## THE PROBLEM
Reproduce word for word the lines between those holding "pub fn is_success(&self)" and "Creation time, or", inclusive, and nothing else from the data below.

## DATA TO EXAMINE
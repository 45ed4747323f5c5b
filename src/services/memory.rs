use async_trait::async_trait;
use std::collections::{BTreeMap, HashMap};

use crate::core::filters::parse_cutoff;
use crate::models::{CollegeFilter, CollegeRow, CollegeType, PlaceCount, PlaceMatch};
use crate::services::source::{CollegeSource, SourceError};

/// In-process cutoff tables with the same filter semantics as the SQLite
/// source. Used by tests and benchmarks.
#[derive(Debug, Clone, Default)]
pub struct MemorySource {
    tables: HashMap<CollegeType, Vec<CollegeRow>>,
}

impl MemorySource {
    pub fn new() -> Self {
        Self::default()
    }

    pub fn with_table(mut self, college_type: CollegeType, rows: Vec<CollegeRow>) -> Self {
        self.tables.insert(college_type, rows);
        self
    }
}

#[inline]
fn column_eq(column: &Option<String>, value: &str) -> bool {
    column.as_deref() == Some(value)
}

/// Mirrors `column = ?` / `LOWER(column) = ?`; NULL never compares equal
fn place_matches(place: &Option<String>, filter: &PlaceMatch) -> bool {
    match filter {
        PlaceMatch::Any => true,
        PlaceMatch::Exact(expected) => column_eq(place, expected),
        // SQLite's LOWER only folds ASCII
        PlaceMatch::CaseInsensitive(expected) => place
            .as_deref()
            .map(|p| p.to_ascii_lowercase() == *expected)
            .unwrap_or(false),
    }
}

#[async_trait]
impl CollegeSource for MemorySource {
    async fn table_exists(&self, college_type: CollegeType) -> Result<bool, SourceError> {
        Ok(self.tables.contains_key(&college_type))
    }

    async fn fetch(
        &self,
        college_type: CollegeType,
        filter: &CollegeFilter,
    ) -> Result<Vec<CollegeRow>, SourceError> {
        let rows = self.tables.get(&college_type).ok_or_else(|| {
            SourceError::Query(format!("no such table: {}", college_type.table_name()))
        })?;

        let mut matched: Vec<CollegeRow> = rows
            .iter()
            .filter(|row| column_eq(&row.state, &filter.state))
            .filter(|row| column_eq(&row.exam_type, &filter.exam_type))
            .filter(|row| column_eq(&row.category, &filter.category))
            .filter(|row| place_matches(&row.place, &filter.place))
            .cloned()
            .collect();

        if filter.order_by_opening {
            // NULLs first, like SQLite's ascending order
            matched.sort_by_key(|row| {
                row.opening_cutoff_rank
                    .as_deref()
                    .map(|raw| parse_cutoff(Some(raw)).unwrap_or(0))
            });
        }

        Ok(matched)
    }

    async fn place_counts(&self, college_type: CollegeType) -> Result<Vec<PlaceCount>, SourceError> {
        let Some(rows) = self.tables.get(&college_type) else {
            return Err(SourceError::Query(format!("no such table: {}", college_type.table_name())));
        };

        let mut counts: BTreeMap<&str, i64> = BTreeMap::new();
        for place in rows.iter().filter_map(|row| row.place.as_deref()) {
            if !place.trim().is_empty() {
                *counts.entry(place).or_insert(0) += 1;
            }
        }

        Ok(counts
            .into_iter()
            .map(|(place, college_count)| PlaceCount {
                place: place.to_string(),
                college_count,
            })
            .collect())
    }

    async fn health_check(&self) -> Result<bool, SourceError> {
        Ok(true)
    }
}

---

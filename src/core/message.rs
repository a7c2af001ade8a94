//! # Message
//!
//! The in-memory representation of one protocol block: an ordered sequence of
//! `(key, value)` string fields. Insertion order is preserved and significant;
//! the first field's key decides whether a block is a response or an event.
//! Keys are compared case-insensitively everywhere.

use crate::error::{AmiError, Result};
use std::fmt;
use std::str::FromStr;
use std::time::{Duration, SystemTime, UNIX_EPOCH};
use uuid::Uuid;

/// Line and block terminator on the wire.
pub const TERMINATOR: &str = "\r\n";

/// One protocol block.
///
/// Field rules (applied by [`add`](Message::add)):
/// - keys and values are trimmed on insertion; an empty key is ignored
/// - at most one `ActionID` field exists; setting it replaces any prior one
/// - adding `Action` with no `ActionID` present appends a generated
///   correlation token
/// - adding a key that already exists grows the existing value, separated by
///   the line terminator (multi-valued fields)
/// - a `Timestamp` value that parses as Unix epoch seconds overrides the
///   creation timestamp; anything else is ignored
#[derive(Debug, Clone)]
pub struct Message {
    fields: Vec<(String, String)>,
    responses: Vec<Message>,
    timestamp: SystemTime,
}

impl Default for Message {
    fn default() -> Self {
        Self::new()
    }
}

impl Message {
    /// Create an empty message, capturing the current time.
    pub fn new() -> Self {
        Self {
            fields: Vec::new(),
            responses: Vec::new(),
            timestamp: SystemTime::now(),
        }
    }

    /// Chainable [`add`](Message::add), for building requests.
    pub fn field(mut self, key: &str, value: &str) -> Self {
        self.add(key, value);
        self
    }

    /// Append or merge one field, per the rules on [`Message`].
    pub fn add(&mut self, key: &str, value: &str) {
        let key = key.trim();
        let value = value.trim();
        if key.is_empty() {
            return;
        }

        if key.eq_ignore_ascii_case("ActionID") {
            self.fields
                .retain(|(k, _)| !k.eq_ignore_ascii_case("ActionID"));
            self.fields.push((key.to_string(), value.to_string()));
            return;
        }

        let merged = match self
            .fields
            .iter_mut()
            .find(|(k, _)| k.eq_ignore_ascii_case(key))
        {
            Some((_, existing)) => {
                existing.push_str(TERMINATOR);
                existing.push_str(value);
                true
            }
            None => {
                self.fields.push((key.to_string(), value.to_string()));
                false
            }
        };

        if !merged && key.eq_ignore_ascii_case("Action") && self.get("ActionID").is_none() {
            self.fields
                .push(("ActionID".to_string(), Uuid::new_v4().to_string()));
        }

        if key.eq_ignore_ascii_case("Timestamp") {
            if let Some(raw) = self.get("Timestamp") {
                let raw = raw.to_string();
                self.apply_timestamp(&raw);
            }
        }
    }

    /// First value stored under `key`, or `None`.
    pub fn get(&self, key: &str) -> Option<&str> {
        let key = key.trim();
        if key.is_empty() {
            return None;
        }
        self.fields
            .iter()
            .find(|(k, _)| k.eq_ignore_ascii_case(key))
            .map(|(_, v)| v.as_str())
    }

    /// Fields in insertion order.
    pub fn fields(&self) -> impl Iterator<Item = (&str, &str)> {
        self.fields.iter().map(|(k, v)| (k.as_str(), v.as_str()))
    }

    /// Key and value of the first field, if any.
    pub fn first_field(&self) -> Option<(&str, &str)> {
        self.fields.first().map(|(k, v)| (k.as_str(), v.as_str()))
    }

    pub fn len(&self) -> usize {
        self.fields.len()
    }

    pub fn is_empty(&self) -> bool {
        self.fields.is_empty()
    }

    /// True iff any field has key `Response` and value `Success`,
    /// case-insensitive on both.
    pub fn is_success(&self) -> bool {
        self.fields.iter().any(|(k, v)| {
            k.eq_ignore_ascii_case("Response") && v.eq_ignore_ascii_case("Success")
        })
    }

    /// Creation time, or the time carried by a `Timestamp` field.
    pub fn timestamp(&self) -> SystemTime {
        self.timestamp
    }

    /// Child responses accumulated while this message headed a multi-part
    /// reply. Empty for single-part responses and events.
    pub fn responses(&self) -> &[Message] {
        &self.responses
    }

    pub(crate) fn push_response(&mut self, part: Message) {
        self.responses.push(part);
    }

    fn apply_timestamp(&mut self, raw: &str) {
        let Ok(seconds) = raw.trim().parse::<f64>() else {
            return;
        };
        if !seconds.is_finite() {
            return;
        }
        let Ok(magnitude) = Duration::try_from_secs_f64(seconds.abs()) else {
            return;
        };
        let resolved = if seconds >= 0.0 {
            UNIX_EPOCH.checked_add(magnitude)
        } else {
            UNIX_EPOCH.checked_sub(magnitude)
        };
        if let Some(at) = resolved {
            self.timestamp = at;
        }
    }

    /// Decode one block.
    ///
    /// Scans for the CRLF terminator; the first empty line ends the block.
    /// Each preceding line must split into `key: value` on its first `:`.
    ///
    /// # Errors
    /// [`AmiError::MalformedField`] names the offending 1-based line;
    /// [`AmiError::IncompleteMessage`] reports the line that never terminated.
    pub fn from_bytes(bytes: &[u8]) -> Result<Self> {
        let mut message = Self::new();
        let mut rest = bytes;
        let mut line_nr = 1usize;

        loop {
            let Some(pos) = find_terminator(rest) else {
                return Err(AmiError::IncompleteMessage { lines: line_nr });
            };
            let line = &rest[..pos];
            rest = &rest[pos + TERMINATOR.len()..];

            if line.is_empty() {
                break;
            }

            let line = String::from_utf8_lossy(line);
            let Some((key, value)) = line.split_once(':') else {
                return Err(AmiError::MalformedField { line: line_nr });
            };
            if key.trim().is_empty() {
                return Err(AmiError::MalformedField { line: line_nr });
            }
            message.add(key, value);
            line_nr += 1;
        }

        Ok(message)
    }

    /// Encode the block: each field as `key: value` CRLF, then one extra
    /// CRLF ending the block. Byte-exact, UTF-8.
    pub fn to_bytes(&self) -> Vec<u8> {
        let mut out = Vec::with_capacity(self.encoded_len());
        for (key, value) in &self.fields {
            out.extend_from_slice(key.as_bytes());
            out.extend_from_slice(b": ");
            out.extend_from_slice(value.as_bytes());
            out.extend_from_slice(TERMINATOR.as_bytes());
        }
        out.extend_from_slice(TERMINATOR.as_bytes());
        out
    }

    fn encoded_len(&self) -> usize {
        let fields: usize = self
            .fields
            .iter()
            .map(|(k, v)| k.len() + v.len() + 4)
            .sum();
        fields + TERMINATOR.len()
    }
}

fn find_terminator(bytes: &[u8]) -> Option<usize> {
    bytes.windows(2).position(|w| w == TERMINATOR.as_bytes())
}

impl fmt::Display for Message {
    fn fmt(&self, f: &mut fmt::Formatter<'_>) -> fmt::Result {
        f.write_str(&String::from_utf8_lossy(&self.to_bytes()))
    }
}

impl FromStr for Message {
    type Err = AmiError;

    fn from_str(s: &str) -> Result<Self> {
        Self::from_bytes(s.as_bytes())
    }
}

--

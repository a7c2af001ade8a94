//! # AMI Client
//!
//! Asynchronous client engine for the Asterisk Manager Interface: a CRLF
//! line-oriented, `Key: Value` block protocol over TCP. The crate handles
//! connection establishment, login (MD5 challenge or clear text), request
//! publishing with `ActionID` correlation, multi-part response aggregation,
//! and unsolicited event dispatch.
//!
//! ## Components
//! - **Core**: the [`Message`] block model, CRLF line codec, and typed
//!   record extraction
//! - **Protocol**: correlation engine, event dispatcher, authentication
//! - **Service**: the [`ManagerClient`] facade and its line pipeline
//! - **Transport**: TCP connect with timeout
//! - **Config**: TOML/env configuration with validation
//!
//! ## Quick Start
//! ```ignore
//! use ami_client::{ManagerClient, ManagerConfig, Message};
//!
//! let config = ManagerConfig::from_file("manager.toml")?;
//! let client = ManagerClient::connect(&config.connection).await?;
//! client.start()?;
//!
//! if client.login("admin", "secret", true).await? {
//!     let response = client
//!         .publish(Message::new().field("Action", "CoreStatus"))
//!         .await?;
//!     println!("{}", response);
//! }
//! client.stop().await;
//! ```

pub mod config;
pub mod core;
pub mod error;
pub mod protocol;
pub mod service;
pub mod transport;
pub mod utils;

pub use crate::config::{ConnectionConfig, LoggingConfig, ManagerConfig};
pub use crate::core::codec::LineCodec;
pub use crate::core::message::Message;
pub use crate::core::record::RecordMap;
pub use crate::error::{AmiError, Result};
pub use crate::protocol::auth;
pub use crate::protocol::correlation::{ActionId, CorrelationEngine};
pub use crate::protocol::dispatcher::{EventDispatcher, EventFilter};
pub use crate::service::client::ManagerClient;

## FINISHED EXERCISE
    pub fn is_success(&self) -> bool {
        self.fields.iter().any(|(k, v)| {
            k.eq_ignore_ascii_case("Response") && v.eq_ignore_ascii_case("Success")
        })
    }

    /// Creation time, or the time carried by a `Timestamp` field.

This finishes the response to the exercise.